##### Data #####

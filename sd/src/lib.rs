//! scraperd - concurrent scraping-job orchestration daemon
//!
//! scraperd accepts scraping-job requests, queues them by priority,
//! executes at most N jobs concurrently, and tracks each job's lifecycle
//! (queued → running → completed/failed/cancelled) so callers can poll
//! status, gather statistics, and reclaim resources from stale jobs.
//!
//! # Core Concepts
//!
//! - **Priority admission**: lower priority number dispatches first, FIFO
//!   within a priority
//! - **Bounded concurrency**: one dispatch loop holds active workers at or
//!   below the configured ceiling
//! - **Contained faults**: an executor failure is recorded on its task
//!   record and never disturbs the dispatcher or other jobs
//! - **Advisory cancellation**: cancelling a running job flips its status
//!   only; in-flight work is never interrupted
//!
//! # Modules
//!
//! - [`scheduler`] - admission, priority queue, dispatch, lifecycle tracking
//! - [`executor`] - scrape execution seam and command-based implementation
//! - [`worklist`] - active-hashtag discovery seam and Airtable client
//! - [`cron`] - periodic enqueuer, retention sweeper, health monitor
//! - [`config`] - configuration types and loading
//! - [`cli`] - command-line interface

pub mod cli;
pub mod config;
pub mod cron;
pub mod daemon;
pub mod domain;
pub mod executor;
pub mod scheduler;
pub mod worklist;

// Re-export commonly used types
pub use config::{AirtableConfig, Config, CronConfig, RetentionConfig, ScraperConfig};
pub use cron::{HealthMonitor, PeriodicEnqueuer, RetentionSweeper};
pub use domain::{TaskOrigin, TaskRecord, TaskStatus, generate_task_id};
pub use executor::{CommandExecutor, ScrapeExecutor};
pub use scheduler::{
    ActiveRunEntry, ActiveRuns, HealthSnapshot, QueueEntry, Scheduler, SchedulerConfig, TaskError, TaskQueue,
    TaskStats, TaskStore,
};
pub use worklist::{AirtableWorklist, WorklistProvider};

#####

**What is needed**
Reproduce each line of the records in which the word "scraping" appears.

**Solution**
//! scraperd - concurrent scraping-job orchestration daemon
//! scraperd accepts scraping-job requests, queues them by priority,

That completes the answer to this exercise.